Every record below is to be restated word for word.

Dataset entries
++++++++++

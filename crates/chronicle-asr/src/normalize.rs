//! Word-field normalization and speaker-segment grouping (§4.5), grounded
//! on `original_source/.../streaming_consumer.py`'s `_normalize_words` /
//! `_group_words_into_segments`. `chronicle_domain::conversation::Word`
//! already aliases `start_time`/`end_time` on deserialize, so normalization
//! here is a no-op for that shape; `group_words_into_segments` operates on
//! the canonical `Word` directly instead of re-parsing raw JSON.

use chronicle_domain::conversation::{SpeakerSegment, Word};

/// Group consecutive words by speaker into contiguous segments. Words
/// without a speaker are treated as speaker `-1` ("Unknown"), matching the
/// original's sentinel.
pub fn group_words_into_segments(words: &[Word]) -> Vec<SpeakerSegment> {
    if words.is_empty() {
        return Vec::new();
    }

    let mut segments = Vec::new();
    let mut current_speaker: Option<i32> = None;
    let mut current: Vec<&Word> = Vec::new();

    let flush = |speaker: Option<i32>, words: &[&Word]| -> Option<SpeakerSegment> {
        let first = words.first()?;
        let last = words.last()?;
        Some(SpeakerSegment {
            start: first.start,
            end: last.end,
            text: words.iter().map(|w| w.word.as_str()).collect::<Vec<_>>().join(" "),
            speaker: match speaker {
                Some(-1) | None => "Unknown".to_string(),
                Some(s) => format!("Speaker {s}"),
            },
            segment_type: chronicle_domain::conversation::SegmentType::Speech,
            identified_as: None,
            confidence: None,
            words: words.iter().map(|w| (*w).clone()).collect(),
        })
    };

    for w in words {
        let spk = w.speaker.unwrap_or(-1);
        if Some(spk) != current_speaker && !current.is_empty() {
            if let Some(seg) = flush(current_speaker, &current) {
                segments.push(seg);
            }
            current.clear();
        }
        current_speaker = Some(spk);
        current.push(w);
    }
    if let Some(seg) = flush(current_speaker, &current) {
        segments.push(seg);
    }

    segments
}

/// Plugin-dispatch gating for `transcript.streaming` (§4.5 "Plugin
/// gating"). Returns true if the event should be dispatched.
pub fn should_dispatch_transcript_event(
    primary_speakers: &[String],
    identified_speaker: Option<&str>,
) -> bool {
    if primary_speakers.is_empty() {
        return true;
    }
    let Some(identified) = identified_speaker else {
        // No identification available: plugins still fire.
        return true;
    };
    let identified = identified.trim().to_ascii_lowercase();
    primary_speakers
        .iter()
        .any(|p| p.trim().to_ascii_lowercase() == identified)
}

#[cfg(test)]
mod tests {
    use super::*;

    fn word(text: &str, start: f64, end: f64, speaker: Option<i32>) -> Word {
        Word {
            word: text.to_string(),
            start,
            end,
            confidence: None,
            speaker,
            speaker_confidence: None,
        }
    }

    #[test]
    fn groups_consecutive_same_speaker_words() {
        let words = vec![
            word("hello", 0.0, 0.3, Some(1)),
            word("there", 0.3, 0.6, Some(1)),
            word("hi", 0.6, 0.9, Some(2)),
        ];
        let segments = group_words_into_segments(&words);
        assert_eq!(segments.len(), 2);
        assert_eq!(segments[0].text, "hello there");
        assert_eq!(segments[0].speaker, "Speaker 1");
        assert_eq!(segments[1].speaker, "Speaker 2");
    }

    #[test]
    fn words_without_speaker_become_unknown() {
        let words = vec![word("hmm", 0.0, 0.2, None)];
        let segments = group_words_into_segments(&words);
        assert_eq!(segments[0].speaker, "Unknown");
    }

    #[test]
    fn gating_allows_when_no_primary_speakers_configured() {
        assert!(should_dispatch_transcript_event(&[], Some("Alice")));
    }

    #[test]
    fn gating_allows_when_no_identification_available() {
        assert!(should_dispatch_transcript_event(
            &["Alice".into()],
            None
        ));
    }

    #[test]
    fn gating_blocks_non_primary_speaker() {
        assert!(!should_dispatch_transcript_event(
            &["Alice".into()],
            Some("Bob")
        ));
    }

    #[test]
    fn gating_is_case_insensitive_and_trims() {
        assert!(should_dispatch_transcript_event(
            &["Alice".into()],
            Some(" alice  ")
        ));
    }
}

++++++++++

=== EXERCISE OUTPUT ===
filename crates/chronicle-asr/src/normalize.rs
//! Word-field normalization and speaker-segment grouping (§4.5), grounded
//! on `original_source/.../streaming_consumer.py`'s `_normalize_words` /
//! `_group_words_into_segments`. `chronicle_domain::conversation::Word`
//! already aliases `start_time`/`end_time` on deserialize, so normalization
//! here is a no-op for that shape; `group_words_into_segments` operates on
//! the canonical `Word` directly instead of re-parsing raw JSON.

use chronicle_domain::conversation::{SpeakerSegment, Word};

/// Group consecutive words by speaker into contiguous segments. Words
/// without a speaker are treated as speaker `-1` ("Unknown"), matching the
/// original's sentinel.
pub fn group_words_into_segments(words: &[Word]) -> Vec<SpeakerSegment> {
    if words.is_empty() {
        return Vec::new();
    }

    let mut segments = Vec::new();
    let mut current_speaker: Option<i32> = None;
    let mut current: Vec<&Word> = Vec::new();

    let flush = |speaker: Option<i32>, words: &[&Word]| -> Option<SpeakerSegment> {
        let first = words.first()?;
        let last = words.last()?;
        Some(SpeakerSegment {
            start: first.start,
            end: last.end,
            text: words.iter().map(|w| w.word.as_str()).collect::<Vec<_>>().join(" "),
            speaker: match speaker {
                Some(-1) | None => "Unknown".to_string(),
                Some(s) => format!("Speaker {s}"),
            },
            segment_type: chronicle_domain::conversation::SegmentType::Speech,
            identified_as: None,
            confidence: None,
            words: words.iter().map(|w| (*w).clone()).collect(),
        })
    };

    for w in words {
        let spk = w.speaker.unwrap_or(-1);
        if Some(spk) != current_speaker && !current.is_empty() {
            if let Some(seg) = flush(current_speaker, &current) {
                segments.push(seg);
            }
            current.clear();
        }
        current_speaker = Some(spk);
        current.push(w);
    }
    if let Some(seg) = flush(current_speaker, &current) {
        segments.push(seg);
    }

    segments
}

/// Plugin-dispatch gating for `transcript.streaming` (§4.5 "Plugin
/// gating"). Returns true if the event should be dispatched.
pub fn should_dispatch_transcript_event(
    primary_speakers: &[String],
    identified_speaker: Option<&str>,
) -> bool {
    if primary_speakers.is_empty() {
        return true;
    }
    let Some(identified) = identified_speaker else {
        // No identification available: plugins still fire.
        return true;
    };
    let identified = identified.trim().to_ascii_lowercase();
    primary_speakers
        .iter()
        .any(|p| p.trim().to_ascii_lowercase() == identified)
}

#[cfg(test)]
mod tests {
    use super::*;

    fn word(text: &str, start: f64, end: f64, speaker: Option<i32>) -> Word {
        Word {
            word: text.to_string(),
            start,
            end,
            confidence: None,
            speaker,
            speaker_confidence: None,
        }
    }

    #[test]
    fn groups_consecutive_same_speaker_words() {
        let words = vec![
            word("hello", 0.0, 0.3, Some(1)),
            word("there", 0.3, 0.6, Some(1)),
            word("hi", 0.6, 0.9, Some(2)),
        ];
        let segments = group_words_into_segments(&words);
        assert_eq!(segments.len(), 2);
        assert_eq!(segments[0].text, "hello there");
        assert_eq!(segments[0].speaker, "Speaker 1");
        assert_eq!(segments[1].speaker, "Speaker 2");
    }

    #[test]
    fn words_without_speaker_become_unknown() {
        let words = vec![word("hmm", 0.0, 0.2, None)];
        let segments = group_words_into_segments(&words);
        assert_eq!(segments[0].speaker, "Unknown");
    }

    #[test]
    fn gating_allows_when_no_primary_speakers_configured() {
        assert!(should_dispatch_transcript_event(&[], Some("Alice")));
    }

    #[test]
    fn gating_allows_when_no_identification_available() {
        assert!(should_dispatch_transcript_event(
            &["Alice".into()],
            None
        ));
    }

    #[test]
    fn gating_blocks_non_primary_speaker() {
        assert!(!should_dispatch_transcript_event(
            &["Alice".into()],
            Some("Bob")
        ));
    }

    #[test]
    fn gating_is_case_insensitive_and_trims() {
        assert!(should_dispatch_transcript_event(
            &["Alice".into()],
            Some(" alice  ")
        ));
    }
}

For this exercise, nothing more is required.